NASA contractor Orbital to launch first spacecraft since 2014 rocket explosion

NASA contractor Orbital to launch first spacecraft since 2014 rocket explosion
NASA contractor Orbital ATK is set to launch its first resupply mission since its rocket explosion disaster in 2014. Its cargo capsule will carry more than 7,000 pounds of food, water, and supplies to the crew members of the International Space Station.

The launch of Orbital’s Atlas V rocket carrying its Cygnus cargo capsule is set to take place on Thursday afternoon at the Cape Canaveral Air Force Station in Florida. It will have a 30-minute launch window. If it is unable to take off at that time, another attempt will take place on Friday.

The cargo capsule will be loaded with 7,700 pounds of supplies, including science experiments. It will take 21 minutes for Cygnus to separate into its initial target orbit after rocket ignition. Orbital said Cygnus will unfurl its circular “UltraFlex solar arrays” one hour after separation, and raise its orbit over the next two days in order to rendezvous with the International Space Station.

“Astronauts aboard the ISS will use the station’s robotic arm to grapple Cygnus and berth it to the Unity node of the space station,” said Orbital in a statement. “Cygnus will remain attached to the station for approximately two months…once Cygnus departs the station, it will safely reenter the atmosphere over the Pacific Ocean.”

The upcoming launch to resupply the ISS will fulfill part of Orbital’s contract with NASA. Under its Commercial Resupply Program, the company must deliver 44,000 pounds of cargo to the station in eight missions. Atlas V will be the fourth of these.
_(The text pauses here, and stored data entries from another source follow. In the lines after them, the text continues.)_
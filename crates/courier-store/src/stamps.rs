//! Postage stamp ledger: finite storage-capacity accounting.
//!
//! Stamps are a scarce, shared, external resource. The ledger never
//! blocks an upload indefinitely on sponsorship; when no usable stamp
//! can be obtained it degrades to the zero-filled placeholder so the
//! upload proceeds against best-effort local capacity.
//!
//! Capacity accounting is eventually reconciled by the network, not
//! locally. Selection is therefore optimistic: concurrent pipelines may
//! race for the same stamp, but usability is re-validated at the moment
//! of use rather than trusted from a stale snapshot.

use std::collections::HashMap;
use std::sync::Arc;
use std::time::Duration;

use async_trait::async_trait;
use chrono::{DateTime, Utc};
use serde::{Deserialize, Serialize};
use tokio::sync::RwLock;
use tracing::{debug, warn};

use courier_shared::error::{CapacityError, NetworkError};
use courier_shared::types::BatchId;

/// One capacity allowance. Never explicitly deleted; records age out
/// when exhausted or expired.
#[derive(Debug, Clone, Serialize, Deserialize, PartialEq, Eq)]
pub struct StampRecord {
    pub batch_id: BatchId,
    pub total_capacity: u64,
    pub used_capacity: u64,
    /// As reported by the network. Re-checked locally by
    /// [`StampRecord::is_usable`] before any use.
    pub usable: bool,
    pub expires_at: DateTime<Utc>,
}

impl StampRecord {
    pub fn remaining(&self) -> u64 {
        self.total_capacity.saturating_sub(self.used_capacity)
    }

    /// usable flag AND capacity left AND not expired, evaluated now.
    pub fn is_usable(&self) -> bool {
        self.usable && self.used_capacity < self.total_capacity && Utc::now() < self.expires_at
    }

    /// The local placeholder stamp: zero-filled batch id, no tracked
    /// allowance. Substituted when sponsorship fails so an upload can
    /// still proceed.
    pub fn placeholder() -> Self {
        Self {
            batch_id: BatchId::placeholder(),
            total_capacity: 0,
            used_capacity: 0,
            usable: false,
            expires_at: DateTime::<Utc>::MAX_UTC,
        }
    }
}

/// Network collaborator the ledger queries for stamps. `list_stamps`
/// reflects the allowance pool; `request_stamp` asks an external
/// sponsor for fresh capacity.
#[async_trait]
pub trait StampProvider: Send + Sync {
    async fn list_stamps(&self) -> Result<Vec<StampRecord>, NetworkError>;
    async fn request_stamp(&self) -> Result<StampRecord, CapacityError>;
}

/// Tracks stamp allowances and selects capacity for uploads.
///
/// Holds a local optimistic usage overlay on top of the provider's
/// view: usage is recorded only after a successful store, so a failed
/// upload never "spends" capacity it did not use.
#[derive(Clone)]
pub struct StampLedger {
    provider: Arc<dyn StampProvider>,
    local_usage: Arc<RwLock<HashMap<BatchId, u64>>>,
}

impl StampLedger {
    pub fn new(provider: Arc<dyn StampProvider>) -> Self {
        Self {
            provider,
            local_usage: Arc::new(RwLock::new(HashMap::new())),
        }
    }

    /// Current stamp list, re-fetched from the provider on every call
    /// (never cached) with the local usage overlay applied.
    pub async fn list_stamps(&self) -> Result<Vec<StampRecord>, NetworkError> {
        let mut stamps = self.provider.list_stamps().await?;
        let usage = self.local_usage.read().await;
        for stamp in &mut stamps {
            if let Some(extra) = usage.get(&stamp.batch_id) {
                stamp.used_capacity = stamp.used_capacity.saturating_add(*extra);
            }
        }
        Ok(stamps)
    }

    /// Pick a usable stamp, most remaining capacity first, to spread
    /// load and delay exhaustion. `None` when no stamp is usable or the
    /// provider cannot be reached (selection never blocks an upload).
    pub async fn select_usable_stamp(&self) -> Option<StampRecord> {
        let stamps = match self.list_stamps().await {
            Ok(stamps) => stamps,
            Err(e) => {
                warn!(error = %e, "Stamp listing failed during selection");
                return None;
            }
        };

        // First usable record wins a tie on remaining capacity
        let mut best: Option<StampRecord> = None;
        for stamp in stamps.into_iter().filter(StampRecord::is_usable) {
            match &best {
                Some(current) if stamp.remaining() <= current.remaining() => {}
                _ => best = Some(stamp),
            }
        }
        best
    }

    /// Ask the sponsor for fresh capacity, bounded by `timeout`.
    /// Failure is recoverable: callers fall back to
    /// [`StampRecord::placeholder`].
    pub async fn request_sponsored_stamp(
        &self,
        timeout: Duration,
    ) -> Result<StampRecord, CapacityError> {
        match tokio::time::timeout(timeout, self.provider.request_stamp()).await {
            Ok(Ok(stamp)) => {
                debug!(batch_id = %stamp.batch_id, "Sponsored stamp granted");
                Ok(stamp)
            }
            Ok(Err(e)) => Err(e),
            Err(_) => Err(CapacityError::SponsorTimeout),
        }
    }

    /// Aggregate remaining capacity across usable stamps, in the
    /// network's capacity unit. 0 when none are usable or the provider
    /// fails; never errors.
    pub async fn report_balance(&self) -> u64 {
        match self.list_stamps().await {
            Ok(stamps) => stamps
                .iter()
                .filter(|s| s.is_usable())
                .map(StampRecord::remaining)
                .sum(),
            Err(e) => {
                warn!(error = %e, "Stamp listing failed; reporting zero balance");
                0
            }
        }
    }

    /// Record capacity actually consumed by a successful store. Must
    /// not be called for failed uploads.
    pub async fn record_usage(&self, batch_id: &BatchId, bytes: u64) {
        if batch_id.is_placeholder() {
            return;
        }
        let mut usage = self.local_usage.write().await;
        *usage.entry(batch_id.clone()).or_insert(0) += bytes;
        debug!(batch_id = %batch_id, bytes, "Recorded stamp usage");
    }
}

/// In-process allowance pool, used as the local development backend and
/// in tests. Sponsorship mints a fresh stamp into the pool.
pub struct PooledStampProvider {
    pool: Arc<RwLock<Vec<StampRecord>>>,
    sponsor_capacity: u64,
    sponsor_validity: chrono::Duration,
}

impl PooledStampProvider {
    pub fn new(initial: Vec<StampRecord>) -> Self {
        Self {
            pool: Arc::new(RwLock::new(initial)),
            sponsor_capacity: 1 << 20,
            sponsor_validity: chrono::Duration::days(30),
        }
    }

    pub fn empty() -> Self {
        Self::new(Vec::new())
    }

    fn mint_batch_id() -> BatchId {
        let hash = blake3::hash(uuid::Uuid::new_v4().as_bytes());
        BatchId::new(&format!("0x{}", hex::encode(hash.as_bytes())))
            .unwrap_or_else(|_| BatchId::placeholder())
    }
}

#[async_trait]
impl StampProvider for PooledStampProvider {
    async fn list_stamps(&self) -> Result<Vec<StampRecord>, NetworkError> {
        Ok(self.pool.read().await.clone())
    }

    async fn request_stamp(&self) -> Result<StampRecord, CapacityError> {
        let stamp = StampRecord {
            batch_id: Self::mint_batch_id(),
            total_capacity: self.sponsor_capacity,
            used_capacity: 0,
            usable: true,
            expires_at: Utc::now() + self.sponsor_validity,
        };
        let mut pool = self.pool.write().await;
        pool.push(stamp.clone());
        Ok(stamp)
    }
}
The launch will mark over a year since Orbital’s unmanned Antares rocket exploded in a fiery nighttime display on October 28, 2014, just seconds after taking off from NASA’s Wallops Flight Facility in Virginia. It was the company’s third mission to ferry gear and food to astronauts, and was carrying 5,000 pounds of food, supplies, and science experiments, which were all engulfed in a fireball.

At the time, NASA said the cost of the launch was around $200 million.

Onboard the ill-fated rocket had been Planetary Resources’ Arkyd 3 telescope prototype, which was developed to explore space and identify natural resources on asteroids. The project had been privately funded and raised $1.5 million in a 2013 Kickstarter campaign.

An investigation into the accident found that the explosion mostly liked started in one of the rocket’s two main engines. Orbital has been reviewing what went wrong since that accident, and made changes to its rocket and vehicle designs. Those changes will be ready for a new Antares rocket launch next year, which will use RD-181 engines made by the Russian Energomash company.